Here are some recommendations:
Some suggestions for coping with boys' underperformance ·
More Suggestions for Coping with Boys' Underperformance
- Be liberal in the choice of reading matter. Reading a sports magazine is much better than reading nothing. ·
- Do not ignore literacy problems.
- Arrange for tutoring. ·
- Give specific attention.
- Listen to them comment rather than write about what they have read.
- Ask for their opinion and the reasons or it.
- Encourage them to relate what they have read to their lives. ·
- Boys often have limited vocabularies. Encourage speaking up!
- If they aren't reading, read to them and discuss the content. Play word games and crosswords
- Regulate the use of video games. ·
- Check school attention rates. Truancy is a predictor of future problems.

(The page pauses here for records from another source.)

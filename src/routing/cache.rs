//! Memoized routes keyed by endpoints and quality tier.

use serde::{Deserialize, Serialize};
use std::collections::HashMap;

use super::types::{EdgePath, PathQuality};

#[derive(Debug, Clone, Copy, PartialEq, Serialize, Deserialize)]
#[serde(rename_all = "camelCase")]
pub struct CacheConfig {
    pub ttl_ms: f64,
    pub max_entries: usize,
}

impl Default for CacheConfig {
    fn default() -> Self {
        Self {
            ttl_ms: 30_000.0,
            max_entries: 1_000,
        }
    }
}

#[derive(Debug, Clone, PartialEq, Eq, Hash)]
pub struct CacheKey {
    pub source: String,
    pub target: String,
    pub quality: PathQuality,
}

impl CacheKey {
    pub fn new(source: &str, target: &str, quality: PathQuality) -> Self {
        Self {
            source: source.to_string(),
            target: target.to_string(),
            quality,
        }
    }

    pub fn touches(&self, node_id: &str) -> bool {
        self.source == node_id || self.target == node_id
    }
}

#[derive(Debug, Clone)]
pub struct CachedPathResult {
    pub result: EdgePath,
    pub timestamp: f64,
    pub grid_version: u64,
}

#[derive(Debug, Clone, Copy, PartialEq, Serialize)]
#[serde(rename_all = "camelCase")]
pub struct CacheStats {
    pub entries: usize,
    pub hits: u64,
    pub misses: u64,
    pub grid_version: u64,
}

#[derive(Debug, Default)]
pub struct PathfindingCache {
    config: CacheConfig,
    entries: HashMap<CacheKey, CachedPathResult>,
    hits: u64,
    misses: u64,
}

impl PathfindingCache {
    pub fn new(config: CacheConfig) -> Self {
        Self {
            config,
            ..Self::default()
        }
    }

    pub fn len(&self) -> usize {
        self.entries.len()
    }

    pub fn is_empty(&self) -> bool {
        self.entries.is_empty()
    }

    /// Returns the stored route only while it was computed against
    /// `grid_version` and is younger than the TTL. Stale entries are dropped.
    pub fn get(&mut self, key: &CacheKey, grid_version: u64, now_ms: f64) -> Option<EdgePath> {
        let fresh = match self.entries.get(key) {
            Some(entry) => {
                entry.grid_version == grid_version && now_ms - entry.timestamp < self.config.ttl_ms
            }
            None => {
                self.misses += 1;
                return None;
            }
        };

        if !fresh {
            self.entries.remove(key);
            self.misses += 1;
            return None;
        }

        self.hits += 1;
        self.entries.get(key).map(|entry| entry.result.clone())
    }

    pub fn insert(&mut self, key: CacheKey, result: EdgePath, grid_version: u64, now_ms: f64) {
        if !self.entries.contains_key(&key) && self.entries.len() >= self.config.max_entries {
            self.evict_oldest();
        }
        self.entries.insert(
            key,
            CachedPathResult {
                result,
                timestamp: now_ms,
                grid_version,
            },
        );
    }

    fn evict_oldest(&mut self) {
        let oldest = self
            .entries
            .iter()
            .min_by(|a, b| a.1.timestamp.total_cmp(&b.1.timestamp))
            .map(|(key, _)| key.clone());
        if let Some(key) = oldest {
            tracing::debug!(source = %key.source, target = %key.target, "evicting oldest cached route");
            self.entries.remove(&key);
        }
    }

    /// Drop every entry whose source or target is exactly `node_id`.
    pub fn invalidate_node(&mut self, node_id: &str) -> usize {
        let before = self.entries.len();
        self.entries.retain(|key, _| !key.touches(node_id));
        before - self.entries.len()
    }

    pub fn clear(&mut self) {
        self.entries.clear();
    }

    pub fn stats(&self, grid_version: u64) -> CacheStats {
        CacheStats {
            entries: self.entries.len(),
            hits: self.hits,
            misses: self.misses,
            grid_version,
        }
    }
}

#[cfg(test)]
mod tests {
    use super::*;
    use crate::graph::Point;

    fn route() -> EdgePath {
        EdgePath {
            waypoints: vec![Point::new(0.0, 0.0), Point::new(10.0, 0.0)],
            found: true,
            cost: 1.0,
            debug: None,
        }
    }

    fn key(source: &str, target: &str) -> CacheKey {
        CacheKey::new(source, target, PathQuality::Balanced)
    }

    #[test]
    fn test_hit_and_miss() {
        let mut cache = PathfindingCache::default();
        assert!(cache.get(&key("a", "b"), 1, 0.0).is_none());

        cache.insert(key("a", "b"), route(), 1, 0.0);
        assert_eq!(cache.get(&key("a", "b"), 1, 10.0), Some(route()));

        let stats = cache.stats(1);
        assert_eq!((stats.hits, stats.misses, stats.entries), (1, 1, 1));
    }

    #[test]
    fn test_quality_is_part_of_key() {
        let mut cache = PathfindingCache::default();
        cache.insert(key("a", "b"), route(), 1, 0.0);
        let fast = CacheKey::new("a", "b", PathQuality::Fast);
        assert!(cache.get(&fast, 1, 0.0).is_none());
    }

    #[test]
    fn test_version_mismatch_is_miss() {
        let mut cache = PathfindingCache::default();
        cache.insert(key("a", "b"), route(), 1, 0.0);
        assert!(cache.get(&key("a", "b"), 2, 0.0).is_none());
        assert!(cache.is_empty());
    }

    #[test]
    fn test_ttl_expiry() {
        let mut cache = PathfindingCache::default();
        cache.insert(key("a", "b"), route(), 1, 0.0);
        assert!(cache.get(&key("a", "b"), 1, 29_999.0).is_some());
        assert!(cache.get(&key("a", "b"), 1, 30_000.0).is_none());
    }

    #[test]
    fn test_invalidate_node_uses_exact_ids() {
        let mut cache = PathfindingCache::default();
        cache.insert(key("1", "2"), route(), 1, 0.0);
        cache.insert(key("10", "20"), route(), 1, 0.0);
        cache.insert(key("3", "1"), route(), 1, 0.0);
        cache.insert(key("a-1", "b"), route(), 1, 0.0);

        assert_eq!(cache.invalidate_node("1"), 2);
        assert!(cache.get(&key("10", "20"), 1, 0.0).is_some());
        assert!(cache.get(&key("a-1", "b"), 1, 0.0).is_some());
        assert!(cache.get(&key("1", "2"), 1, 0.0).is_none());
    }

    #[test]
    fn test_capacity_evicts_oldest() {
        let mut cache = PathfindingCache::new(CacheConfig {
            ttl_ms: 30_000.0,
            max_entries: 2,
        });
        cache.insert(key("a", "b"), route(), 1, 0.0);
        cache.insert(key("b", "c"), route(), 1, 5.0);
        cache.insert(key("c", "d"), route(), 1, 10.0);

        assert_eq!(cache.len(), 2);
        assert!(cache.get(&key("a", "b"), 1, 10.0).is_none());
        assert!(cache.get(&key("c", "d"), 1, 10.0).is_some());
    }

    #[test]
    fn test_clear() {
        let mut cache = PathfindingCache::default();
        cache.insert(key("a", "b"), route(), 1, 0.0);
        cache.clear();
        assert!(cache.is_empty());
    }
}
//! Node and edge records supplied by the editor.

use serde::{Deserialize, Serialize};
use std::collections::HashMap;

use crate::error::{Result, RouterError};

/// A point in canvas space.
#[derive(Debug, Clone, Copy, PartialEq, Default, Serialize, Deserialize)]
pub struct Point {
    pub x: f64,
    pub y: f64,
}

impl Point {
    pub const fn new(x: f64, y: f64) -> Self {
        Self { x, y }
    }

    pub fn distance(&self, other: &Point) -> f64 {
        let dx = other.x - self.x;
        let dy = other.y - self.y;
        (dx * dx + dy * dy).sqrt()
    }

    pub fn midpoint(&self, other: &Point) -> Point {
        Point::new((self.x + other.x) / 2.0, (self.y + other.y) / 2.0)
    }
}

#[derive(Debug, Clone, Copy, PartialEq, Eq, Default, Serialize, Deserialize)]
#[serde(rename_all = "lowercase")]
pub enum NodeKind {
    #[default]
    Standard,
    /// Diamond-shaped decision node, approximated by its bounding square.
    Conditional,
}

impl NodeKind {
    /// Fixed rendered size `(width, height)` in canvas units.
    pub fn dimensions(&self) -> (f64, f64) {
        match self {
            Self::Standard => (120.0, 60.0),
            Self::Conditional => (80.0, 80.0),
        }
    }
}

/// A node placed on the canvas. `x`/`y` is the top-left corner.
#[derive(Debug, Clone, PartialEq, Serialize, Deserialize)]
pub struct NodeRecord {
    pub id: String,
    pub x: f64,
    pub y: f64,
    #[serde(rename = "type", default)]
    pub kind: NodeKind,
}

impl NodeRecord {
    pub fn new(id: impl Into<String>, x: f64, y: f64, kind: NodeKind) -> Self {
        Self {
            id: id.into(),
            x,
            y,
            kind,
        }
    }

    pub fn size(&self) -> (f64, f64) {
        self.kind.dimensions()
    }

    /// Connection anchor on the middle of the right edge (outgoing side).
    pub fn right_center(&self) -> Point {
        let (w, h) = self.size();
        Point::new(self.x + w, self.y + h / 2.0)
    }

    /// Connection anchor on the middle of the left edge (incoming side).
    pub fn left_center(&self) -> Point {
        let (_, h) = self.size();
        Point::new(self.x, self.y + h / 2.0)
    }
}

#[derive(Debug, Clone, PartialEq, Eq, Serialize, Deserialize)]
pub struct EdgeRecord {
    pub id: String,
    pub source: String,
    pub target: String,
}

impl EdgeRecord {
    pub fn new(id: impl Into<String>, source: impl Into<String>, target: impl Into<String>) -> Self {
        Self {
            id: id.into(),
            source: source.into(),
            target: target.into(),
        }
    }
}

/// A full graph snapshot as exchanged with the host.
#[derive(Debug, Clone, Default, Serialize, Deserialize)]
pub struct GraphInput {
    #[serde(default)]
    pub nodes: Vec<NodeRecord>,
    #[serde(default)]
    pub edges: Vec<EdgeRecord>,
}

impl GraphInput {
    pub fn from_json(source: &str) -> Result<Self> {
        Ok(serde_json::from_str(source)?)
    }

    pub fn node_lookup(&self) -> HashMap<&str, &NodeRecord> {
        self.nodes.iter().map(|n| (n.id.as_str(), n)).collect()
    }

    /// Resolve both endpoints of an edge.
    pub fn endpoints(&self, edge: &EdgeRecord) -> Result<(&NodeRecord, &NodeRecord)> {
        let find = |id: &str| {
            self.nodes
                .iter()
                .find(|n| n.id == id)
                .ok_or_else(|| RouterError::UnknownNode(id.to_string()))
        };
        Ok((find(&edge.source)?, find(&edge.target)?))
    }
}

- Expect punctuality to class.
- Start the day with something boys won't want to miss. ·
- Be wary of punishing them for poor grades and misbehaviour. Often, they are linked. ·
- Don't assume anything.
Boys are not worse than girls at reading and no better at maths.
Learning approaches that appeal to boys. (Girls too!)
- Competition, humour and challenges should be used. ·
- Provide technical or hands-on experience for boys.
Technical education was once valued. Disposing of it has affected boys in particular. ·
Children need to move around the classroom.
Boys respond to clear expectations. (Girls too!)
Sir John Holman – emeritus chemistry professor at the University of York, senior educationalist and former headteacher of Watford Grammar School for Boys – says boys enjoy organised, high-achieving environments.
"They don't like it when school feels like a waste of time. It's about setting clear expectations: 'What we come here for is to learn."
Francesca Borgonovi is the Senior Policy Analyst, Directorate for Education and Skills at the OECD. When asked how to make classrooms more boy-friendly without disadvantaging girls, she replied: "It's a tough question." She pauses, then: "I'll get back to you.
"Some of education requires the self-regulation and discipline that we value in girls." was her response.